Surface Chemistry Proteomics and Biomarker Discovery in Multiple Myeloma.

Introduction:

To further evaluate the utility of surface-enhanced laser desorption and ionization-time of flight mass spectroscopy (SELDI-TOF MS) proteomics in the diagnosis, prognosis, monitoring response to therapy, and follow up of patient with myeloma, we examined the ability of protein chips with 4 different surface chemistries to detect biomarkers of lytic bone disease.

Method:

Sera from 47 untreated myeloma patients were collected and stored at −80°C for future analysis. 22 serum samples were from patients with 1–26 lytic bone lesions as identified on X-ray skeletal surveys and 25 serum samples were from patients without lytic lesions. The sera were analyzed by SELDI-TOF MS using Ciphergen’s ProteinChip Biology System II (PBS II), to identify protein patterns associated with lytic bone disease.
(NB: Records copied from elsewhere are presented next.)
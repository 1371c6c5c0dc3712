//! Candidate enumeration for one asset, including the virtual crop rendition.
//!
//! ## Candidate Order
//!
//! ```text
//! 1. virtual crop rendition          (only when a crop was requested)
//! 2. stored renditions               larger area first, original last on ties
//!                                    (first when tied for the largest area)
//! 3. asset thumbnails                (only with include_asset_thumbnails)
//! ```
//!
//! The order is what the matcher walks, so the first candidate that satisfies
//! a format is the one returned.
//!
//! ## Crop Source
//!
//! The crop rectangle is cut from one stored image rendition that contains
//! it. Which one is decided by [`CropSourcePolicy`]; by default the largest
//! generated rendition that fits wins over the original, because editors draw
//! crops on the web rendition.

use super::SelectionPolicy;
use super::args::MediaArgs;
use super::calculations::compare_stored;
use crate::config::CropSourcePolicy;
use crate::crop::CropDimension;
use crate::rendition::RenditionMetadata;
use crate::source::StoredRendition;
use std::collections::HashSet;
use tracing::debug;

/// Builds the ordered candidate list for one asset and an optional crop.
#[derive(Debug, Clone)]
pub struct CropRenditionHandler<'a> {
    renditions: Vec<RenditionMetadata>,
    crop: Option<CropDimension>,
    policy: &'a SelectionPolicy,
}

impl<'a> CropRenditionHandler<'a> {
    /// Duplicate paths in `stored` are dropped, first occurrence wins.
    pub fn new(
        stored: &[StoredRendition],
        crop: Option<CropDimension>,
        policy: &'a SelectionPolicy,
    ) -> Self {
        let mut seen = HashSet::new();
        let renditions = stored
            .iter()
            .filter(|r| seen.insert(r.path.as_str()))
            .map(RenditionMetadata::from_stored)
            .collect();
        Self {
            renditions,
            crop: crop.filter(|c| !c.is_empty()),
            policy,
        }
    }

    pub fn original_rendition(&self) -> Option<&RenditionMetadata> {
        self.renditions.iter().find(|r| r.is_original())
    }

    /// The stored rendition the crop is cut from, per the crop source policy.
    pub fn crop_source(&self) -> Option<&RenditionMetadata> {
        let crop = self.crop?;
        let mut fitting: Vec<&RenditionMetadata> = self
            .renditions
            .iter()
            .filter(|r| !r.is_thumbnail())
            .filter(|r| self.policy.file_types.is_image(r.extension()))
            .filter(|r| crop.fits_within(r.width(), r.height()))
            .collect();
        // Largest first, non-originals before the original, then by path
        fitting.sort_by(|a, b| {
            b.area()
                .cmp(&a.area())
                .then_with(|| a.is_original().cmp(&b.is_original()))
                .then_with(|| a.path().cmp(b.path()))
        });

        match self.policy.crop_source {
            CropSourcePolicy::LargestFitting => fitting
                .iter()
                .find(|r| !r.is_original())
                .or_else(|| fitting.iter().find(|r| r.is_original()))
                .copied(),
            CropSourcePolicy::SmallestFitting => {
                let smallest = fitting.last()?.area();
                fitting.into_iter().find(|r| r.area() == smallest)
            }
            CropSourcePolicy::Original => fitting.into_iter().find(|r| r.is_original()),
        }
    }

    /// The virtual rendition for the requested crop, if a source fits it.
    pub fn virtual_rendition(&self) -> Option<RenditionMetadata> {
        let crop = self.crop?;
        let Some(source) = self.crop_source() else {
            debug!(%crop, "no stored rendition contains the requested crop");
            return None;
        };
        Some(RenditionMetadata::virtual_crop(source, crop))
    }

    /// All candidates for `args`, in matching order.
    pub fn available_renditions(&self, args: &MediaArgs) -> Vec<RenditionMetadata> {
        let (mut thumbnails, mut stored): (Vec<&RenditionMetadata>, Vec<&RenditionMetadata>) =
            self.renditions.iter().partition(|r| r.is_thumbnail());
        sort_tier(&mut stored);
        sort_tier(&mut thumbnails);

        let mut candidates: Vec<RenditionMetadata> = self.virtual_rendition().into_iter().collect();
        candidates.extend(stored.into_iter().cloned());
        if args.include_asset_thumbnails {
            candidates.extend(thumbnails.into_iter().cloned());
        }
        candidates
    }
}

fn sort_tier(tier: &mut [&RenditionMetadata]) {
    let top_area = tier.iter().map(|r| r.area()).max().unwrap_or(0);
    tier.sort_by(|a, b| {
        compare_stored(
            (a.area(), a.is_original(), a.path()),
            (b.area(), b.is_original(), b.path()),
            top_area,
        )
    });
}
//! Rendition selection: candidate enumeration and constraint matching.
//!
//! Selection runs in two steps, each a pure function over in-memory data:
//!
//! ```text
//! stored renditions ──► CropRenditionHandler ──► ordered candidates
//!                         (+ virtual crop)            │
//! MediaArgs (formats) ──────────────────────────► select() ──► Option<Selection>
//! ```
//!
//! - **Calculations**: dimension, ratio and file-size predicates (unit testable)
//! - **Args**: [`MediaArgs`], the caller's constraint bundle
//! - **Candidates**: [`CropRenditionHandler`] builds the ordered candidate list
//! - **Matcher**: [`select`] walks formats × candidates and returns the first hit
//!
//! Nothing here does I/O or keeps state between calls, so selection can run
//! concurrently for any number of assets.

mod args;
mod calculations;
mod candidates;
mod matcher;

pub use args::MediaArgs;
pub use candidates::CropRenditionHandler;
pub use matcher::{Mismatch, Selection, check_format, select};

use crate::config::{CropSourcePolicy, HandlerConfig, NegativeConstraintPolicy};
use crate::rendition::FileTypes;

/// Default allowed difference between a candidate's ratio and a format ratio.
pub const RATIO_TOLERANCE: f64 = 0.05;

/// Behavioral knobs for selection, usually derived from [`HandlerConfig`].
#[derive(Debug, Clone, PartialEq)]
pub struct SelectionPolicy {
    pub negative_constraints: NegativeConstraintPolicy,
    pub ratio_tolerance: f64,
    pub crop_source: CropSourcePolicy,
    pub file_types: FileTypes,
}

impl SelectionPolicy {
    pub fn from_config(config: &HandlerConfig) -> Self {
        Self {
            negative_constraints: config.matching.negative_constraints,
            ratio_tolerance: config.matching.ratio_tolerance,
            crop_source: config.crop.source,
            file_types: config.files.file_types(),
        }
    }
}

impl Default for SelectionPolicy {
    fn default() -> Self {
        Self::from_config(&HandlerConfig::default())
    }
}

#[cfg(test)]
mod tests {
    use super::*;

    #[test]
    fn default_policy_matches_default_config() {
        let policy = SelectionPolicy::default();
        assert_eq!(policy.ratio_tolerance, RATIO_TOLERANCE);
        assert_eq!(policy.crop_source, CropSourcePolicy::LargestFitting);
        assert_eq!(
            policy.negative_constraints,
            NegativeConstraintPolicy::Unconstrained
        );
        assert!(policy.file_types.is_image("jpg"));
    }
}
Each sample was applied in 2 replicates to randomly assigned spots on protein chips with different surface chemistries: immobilized metal affinity capture (IMAC30) activated with Cu⁺⁺, weak cathion exchange (CM10), reverse phase (H50), and strong anaion exchange (Q10), all under conditions of low stringency, using a Biomek2000 robot. The mass spectra of proteins, generated using an average of 66 laser shots, were calibrated using peptide standards and normalized to total ion current using CiphergenExpress 3.0 software. We randomly selected 80% of patients for developing classification models that separate patients with lytic bone lesions from those without lesions, using a stepwise logistic regression method; 76 calibrated and normalized spectra from randomly selected patients, 18 with lytic bone lesions and 20 without lytic lesions were used for model development. The other 18 spectra from 4 patients with lytic lesions and 5 without lesions were used as a test dataset. The same datasets were used for all 4 chip types. Protein peaks that were significantly different between the two groups were used for modeling.

Results:

All 4 chip types yielded models with fit accuracies of 71%–92%. The spectra produced by each chip were different, reflecting the differences in surface chemistries, and each model used different protein peaks from each of the chip types; the IMAC30-based model used 11 protein peaks ranging in size from 2903 to 8226 kilodaltons (KDa); H50 model used 7 peaks, 2802–18837 KDa in size; CM10 model used 5 peaks, 2805–23307 KDa; and Q10 used 3 peaks, 6975–37210 KDa. Prediction accuracy was 89% for CM10, 78% for IMAC30, 76% for Q10 and only 33% for H50. CM10 and IMAC30 based models correctly assigned all patients with no lytic bone lesions. Wrongly assigned patients were different for the two chip types.

Conclusions:

Since each model wrongly assigned different patients and used different protein peaks, it is likely that a model that combines information from several surface types (consensus approach) will prove to provide the most accurate predictions, as needed for making clinical decision.